Then Comes Seduction

DC: Has it become more difficult to keep your stories fresh as the years have gone by? Or is it perhaps easier due to your experience?

MB: A bit of both actually. Names are a problem since really there were not that many in use during the Regency period and I like to choose names that sound authentic. And sometimes I find myself getting enthusiastic about a scene I have just planned only to remember that I have done it before. There is bound to be some repetition, of course, but I try to keep my writing as fresh and original as possible. Characters are not that much of a problem. Even when I create a character very similar in some ways to a previously used character, I find that he or she develops very differently as the story goes along. It’s like real life. There are all sorts of people who are similar to one another, but there are no two (even twins!) who are exactly alike.

DC: What is sure to distract you from sitting down and working/writing?

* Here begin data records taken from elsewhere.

use std::sync::Arc;

use tracing::{debug, info};

use crate::api::rest::routes;
use crate::config::AttendanceLogConfig;
use crate::domain::clock::{SystemClock, TimestampRenderer};
use crate::domain::repo::AttendanceStore;
use crate::domain::service::{Service, ServiceConfig};
use crate::infra::storage::FileAttendanceStore;

/// Wires the file-backed store and the ingestion service together and
/// exposes the REST surface.
#[derive(Clone)]
pub struct AttendanceLog {
    service: Arc<Service>,
}

impl AttendanceLog {
    /// Section name under `modules:` in the application config.
    pub const NAME: &'static str = "attendance_log";

    pub fn init(cfg: &AttendanceLogConfig) -> anyhow::Result<Self> {
        info!("Initializing attendance_log module");
        debug!(
            "Loaded attendance_log config: log_file={}, utc_offset_minutes={}, sync_on_append={}",
            cfg.log_file, cfg.utc_offset_minutes, cfg.sync_on_append
        );

        let store = FileAttendanceStore::new(&cfg.log_file).with_sync_on_append(cfg.sync_on_append);
        Self::with_store(cfg, Arc::new(store))
    }

    /// Same as [`AttendanceLog::init`] but with a caller-provided store.
    pub fn with_store(
        cfg: &AttendanceLogConfig,
        store: Arc<dyn AttendanceStore>,
    ) -> anyhow::Result<Self> {
        let renderer = TimestampRenderer::new(cfg.utc_offset_minutes, cfg.timestamp_format.clone())?;
        let service = Service::new(
            store,
            Arc::new(SystemClock),
            renderer,
            ServiceConfig {
                max_batch_bytes: cfg.max_batch_bytes,
            },
        );
        Ok(Self {
            service: Arc::new(service),
        })
    }

    pub fn service(&self) -> Arc<Service> {
        self.service.clone()
    }

    pub fn register_rest(&self, router: axum::Router) -> axum::Router {
        info!("Registering attendance_log REST routes");
        routes::register_routes(router, self.service.clone())
    }
}

#[cfg(test)]
mod tests {
    use super::*;

    #[test]
    fn init_rejects_invalid_timestamp_settings() {
        let cfg = AttendanceLogConfig {
            utc_offset_minutes: 99_999,
            ..Default::default()
        };
        assert!(AttendanceLog::init(&cfg).is_err());
    }
}
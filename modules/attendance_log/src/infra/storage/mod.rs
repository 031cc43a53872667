pub mod file_store;

pub use file_store::FileAttendanceStore;
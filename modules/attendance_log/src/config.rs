use serde::{Deserialize, Serialize};

use crate::domain::clock::{EN_IN_FORMAT, IST_OFFSET_MINUTES};

/// Configuration for the attendance_log module
#[derive(Debug, Clone, Serialize, Deserialize)]
#[serde(deny_unknown_fields)]
pub struct AttendanceLogConfig {
    /// Log file path; relative paths resolve against the working directory.
    #[serde(default = "default_log_file")]
    pub log_file: String,
    /// Offset of the civil timezone used for server-generated timestamps.
    #[serde(default = "default_utc_offset_minutes")]
    pub utc_offset_minutes: i32,
    /// strftime-style format of server-generated timestamps.
    #[serde(default = "default_timestamp_format")]
    pub timestamp_format: String,
    /// Flush appended bytes to disk before acknowledging.
    #[serde(default = "default_sync_on_append")]
    pub sync_on_append: bool,
    #[serde(default = "default_max_batch_bytes")]
    pub max_batch_bytes: usize,
}

impl Default for AttendanceLogConfig {
    fn default() -> Self {
        Self {
            log_file: default_log_file(),
            utc_offset_minutes: default_utc_offset_minutes(),
            timestamp_format: default_timestamp_format(),
            sync_on_append: default_sync_on_append(),
            max_batch_bytes: default_max_batch_bytes(),
        }
    }
}

fn default_log_file() -> String {
    "attendance_log.csv".to_string()
}

fn default_utc_offset_minutes() -> i32 {
    IST_OFFSET_MINUTES
}

fn default_timestamp_format() -> String {
    EN_IN_FORMAT.to_string()
}

fn default_sync_on_append() -> bool {
    true
}

fn default_max_batch_bytes() -> usize {
    1024 * 1024
}
pub mod model;
pub mod clock;
pub mod error;
pub mod repo;
pub mod service;
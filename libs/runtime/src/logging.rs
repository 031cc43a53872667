use crate::config::{LoggingConfig, Section};
use parking_lot::Mutex;
use std::{
    io::{IsTerminal, Write},
    path::{Path, PathBuf},
    sync::Arc,
};
use tracing::Level;
use tracing_subscriber::{filter::FilterFn, fmt};

use file_rotate::{
    compression::Compression,
    suffix::{AppendTimestamp, FileLimit},
    ContentLimit, FileRotate,
};

// -------- level helpers --------
fn parse_tracing_level(s: &str) -> Option<tracing::Level> {
    match s.to_ascii_lowercase().as_str() {
        "trace" => Some(Level::TRACE),
        "debug" => Some(Level::DEBUG),
        "info" => Some(Level::INFO),
        "warn" => Some(Level::WARN),
        "error" => Some(Level::ERROR),
        "off" | "none" => None,
        _ => Some(Level::INFO),
    }
}

/// Returns true if target == crate_name or target starts with "crate_name::"
fn matches_crate_prefix(target: &str, crate_name: &str) -> bool {
    target == crate_name
        || (target.starts_with(crate_name) && target[crate_name.len()..].starts_with("::"))
}

// -------- per-target level resolution --------

/// Maximum level per subsystem plus a catch-all for everything else.
/// `None` means the records are dropped.
#[derive(Debug, Clone, Default)]
struct LevelTable {
    by_prefix: Vec<(String, Option<Level>)>,
    fallback: Option<Level>,
}

impl LevelTable {
    fn new(mut by_prefix: Vec<(String, Option<Level>)>, fallback: Option<Level>) -> Self {
        // Longest prefix wins: "attendance_log::infra" before "attendance_log".
        by_prefix.sort_by(|a, b| b.0.len().cmp(&a.0.len()));
        Self {
            by_prefix,
            fallback,
        }
    }

    fn level_for(&self, target: &str) -> Option<Level> {
        self.by_prefix
            .iter()
            .find(|(name, _)| matches_crate_prefix(target, name))
            .map(|(_, level)| *level)
            .unwrap_or(self.fallback)
    }

    fn allows(&self, meta: &tracing::Metadata<'_>) -> bool {
        self.level_for(meta.target())
            .is_some_and(|max| meta.level() <= &max)
    }
}

type TableFilter = FilterFn<Box<dyn Fn(&tracing::Metadata<'_>) -> bool + Send + Sync + 'static>>;

fn table_filter(table: LevelTable) -> TableFilter {
    FilterFn::new(Box::new(move |meta: &tracing::Metadata<'_>| {
        table.allows(meta)
    }))
}

// -------- rotating writer for files --------
#[derive(Clone)]
struct RotWriter(Arc<Mutex<FileRotate<AppendTimestamp>>>);

impl Write for RotWriter {
    fn write(&mut self, buf: &[u8]) -> std::io::Result<usize> {
        self.0.lock().write(buf)
    }

    fn flush(&mut self) -> std::io::Result<()> {
        self.0.lock().flush()
    }
}

// A writer handle that may be None (drops writes)
struct RoutedWriterHandle(Option<RotWriter>);

impl Write for RoutedWriterHandle {
    fn write(&mut self, buf: &[u8]) -> std::io::Result<usize> {
        match &mut self.0 {
            Some(w) => w.write(buf),
            // drop silently; pretend we wrote everything
            None => Ok(buf.len()),
        }
    }

    fn flush(&mut self) -> std::io::Result<()> {
        match &mut self.0 {
            Some(w) => w.flush(),
            None => Ok(()),
        }
    }
}

/// Route log records to different files by target prefix.
struct MultiFileRouter {
    default: Option<RotWriter>,
    by_prefix: Vec<(String, RotWriter)>,
}

impl MultiFileRouter {
    fn resolve_for(&self, target: &str) -> Option<RotWriter> {
        self.by_prefix
            .iter()
            .find(|(name, _)| matches_crate_prefix(target, name))
            .map(|(_, w)| w.clone())
            .or_else(|| self.default.clone())
    }

    fn is_empty(&self) -> bool {
        self.default.is_none() && self.by_prefix.is_empty()
    }
}

impl<'a> fmt::MakeWriter<'a> for MultiFileRouter {
    type Writer = RoutedWriterHandle;

    fn make_writer(&'a self) -> Self::Writer {
        RoutedWriterHandle(self.default.clone())
    }

    fn make_writer_for(&'a self, meta: &tracing::Metadata<'_>) -> Self::Writer {
        RoutedWriterHandle(self.resolve_for(meta.target()))
    }
}

// -------- config extraction --------

struct ConfigData<'a> {
    default_section: Option<&'a Section>,
    crate_sections: Vec<(String, &'a Section)>,
}

fn extract_config_data(cfg: &LoggingConfig) -> ConfigData<'_> {
    let crate_sections = cfg
        .iter()
        .filter(|(k, _)| k.as_str() != "default")
        .map(|(k, v)| (k.clone(), v))
        .collect::<Vec<_>>();

    ConfigData {
        default_section: cfg.get("default"),
        crate_sections,
    }
}

fn console_table(config: &ConfigData) -> LevelTable {
    let by_prefix = config
        .crate_sections
        .iter()
        .map(|(name, s)| (name.clone(), parse_tracing_level(&s.console_level)))
        .collect();
    let fallback = config
        .default_section
        .and_then(|s| parse_tracing_level(&s.console_level));
    LevelTable::new(by_prefix, fallback)
}

fn file_table(config: &ConfigData, router: &MultiFileRouter) -> LevelTable {
    let by_prefix = config
        .crate_sections
        .iter()
        .map(|(name, s)| {
            let level = if router.by_prefix.iter().any(|(n, _)| n == name) {
                parse_tracing_level(&s.file_level)
            } else {
                // Subsystem has its own section but no file: keep it out of the default file.
                None
            };
            (name.clone(), level)
        })
        .collect();
    let fallback = match (config.default_section, router.default.is_some()) {
        (Some(s), true) => parse_tracing_level(&s.file_level),
        _ => None,
    };
    LevelTable::new(by_prefix, fallback)
}

/// Resolve a log file path against `base_dir`.
/// Absolute paths are kept as-is; relative paths are joined with `base_dir`.
fn resolve_log_path(file: &str, base_dir: &Path) -> PathBuf {
    let p = Path::new(file);
    if p.is_absolute() {
        p.to_path_buf()
    } else {
        base_dir.join(p)
    }
}

/// Create a rotating writer for log files, ensuring the parent directory exists.
/// `log_path` must be an absolute or already-resolved path.
fn create_rotating_writer_at_path(
    log_path: &Path,
    max_bytes: usize,
    max_backups: usize,
) -> Result<RotWriter, Box<dyn std::error::Error + Send + Sync>> {
    if let Some(parent) = log_path.parent() {
        std::fs::create_dir_all(parent)?;
    }

    let rot = FileRotate::new(
        log_path,
        AppendTimestamp::default(FileLimit::MaxFiles(max_backups)),
        ContentLimit::BytesSurpassed(max_bytes),
        Compression::None,
        #[cfg(unix)]
        None, // file permissions (Unix only)
    );

    Ok(RotWriter(Arc::new(Mutex::new(rot))))
}

fn create_file_writer(name: &str, section: &Section, base_dir: &Path) -> Option<RotWriter> {
    if section.file.trim().is_empty() {
        return None;
    }

    let max_bytes = section.max_size_mb.unwrap_or(100) * 1024 * 1024;
    let max_backups = section.max_backups.unwrap_or(3);
    let log_path = resolve_log_path(&section.file, base_dir);

    match create_rotating_writer_at_path(&log_path, max_bytes as usize, max_backups) {
        Ok(writer) => Some(writer),
        Err(e) => {
            // The subscriber is not installed yet, so stderr is the only channel.
            eprintln!(
                "Failed to init log file for subsystem '{}': {} ({})",
                name,
                log_path.to_string_lossy(),
                e
            );
            None
        }
    }
}

fn build_file_router(config: &ConfigData, base_dir: &Path) -> MultiFileRouter {
    let default = config
        .default_section
        .and_then(|s| create_file_writer("default", s, base_dir));

    let by_prefix = config
        .crate_sections
        .iter()
        .filter_map(|(name, s)| create_file_writer(name, s, base_dir).map(|w| (name.clone(), w)))
        .collect();

    MultiFileRouter { default, by_prefix }
}

// -------- public init --------

/// Initialize logging from a configuration.
/// - `cfg`: LoggingConfig containing the logging sections
/// - `base_dir`: base directory used to resolve relative log file paths
pub fn init_logging_from_config(cfg: &LoggingConfig, base_dir: &Path) {
    use tracing_subscriber::{layer::SubscriberExt, util::SubscriberInitExt, Layer, Registry};

    // Bridge `log` → `tracing` *before* installing the subscriber
    let _ = tracing_log::LogTracer::init();

    if cfg.is_empty() {
        init_default_logging();
        return;
    }

    let config_data = extract_config_data(cfg);
    let router = build_file_router(&config_data, base_dir);

    let console_layer = fmt::layer()
        .with_ansi(std::io::stdout().is_terminal())
        .with_target(true)
        .with_level(true)
        .with_timer(fmt::time::UtcTime::rfc_3339())
        .with_filter(table_filter(console_table(&config_data)));

    let file_layer = if router.is_empty() {
        None
    } else {
        let table = file_table(&config_data, &router);
        Some(
            fmt::layer()
                .json()
                .with_ansi(false)
                .with_target(true)
                .with_level(true)
                .with_timer(fmt::time::UtcTime::rfc_3339())
                .with_writer(router)
                .with_filter(table_filter(table)),
        )
    };

    let _ = Registry::default()
        .with(console_layer)
        .with(file_layer)
        .try_init();
}

fn init_default_logging() {
    let _ = tracing_subscriber::fmt()
        .with_target(true)
        .with_timer(fmt::time::UtcTime::rfc_3339())
        .try_init();
}

// =================== tests ===================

MB: Nothing except perhaps a real emergency. I am a very disciplined writer. I treat writing as a job that I happen to enjoy. I have regular hours and I keep to them almost no matter what. I can remember that when I first quit teaching to write full time, all sorts of people were claiming my time because I was at home all the time and ONLY writing. I got into the habit of calling my writing work. If I said I was writing, very few people were deterred from distracting me. If I said I was working, everyone left me alone.

DC: Is there a previous book in your repertoire you wish you could rewrite?

MB: I can remember that I was delighted when Dell decided to republish my WEB trilogy. I had always thought of those books as among my best. But I had not read them for almost fifteen years—until the proofs for the new editions were ready. I was quite alarmed when I read them again. I really had not realized how much my writing had changed. If I could have stopped publication, I would have. I could, I think, do a much better job of those books now. However, I am not sure I would ever want to rewrite anything from the past. I know many readers hate it when a writer changes an older book in any way. I would rather use my time and energy writing something new.

At Last Comes Love

DC: How do you feel your male or female characters have evolved over your career? Do you think you write them differently now than you did when you started?

MB: Yes, and part of it is conscious, part unconscious. I think my male characters are more sensitive, though I try to keep them realistic. And my female characters are stronger, more assertive. When I was a new writer, my editor gave me a mantra to chant. She used to say with regard to my heroines, “Mary, think unwimpy!” I don’t think my earlier heroines are wimpy, but they might have been without her input. And overall, my books are lighter in tone than they used to be. This is deliberate. Although I know there are readers who still prefer my older, darker books, I cannot bear to write them any longer. I remember once reading a romance by a friend and favorite author of mine and being unable to finish it because I could not bear the pain—even though I knew it would end happily. And I realized that if I can’t bear to read about too much pain, I ought not to be writing it either. I am far happier with the somewhat lighter tone I now employ, though I still try to give my characters and their problems great emotional depth.

DC: Is there a work in progress you can tell us about?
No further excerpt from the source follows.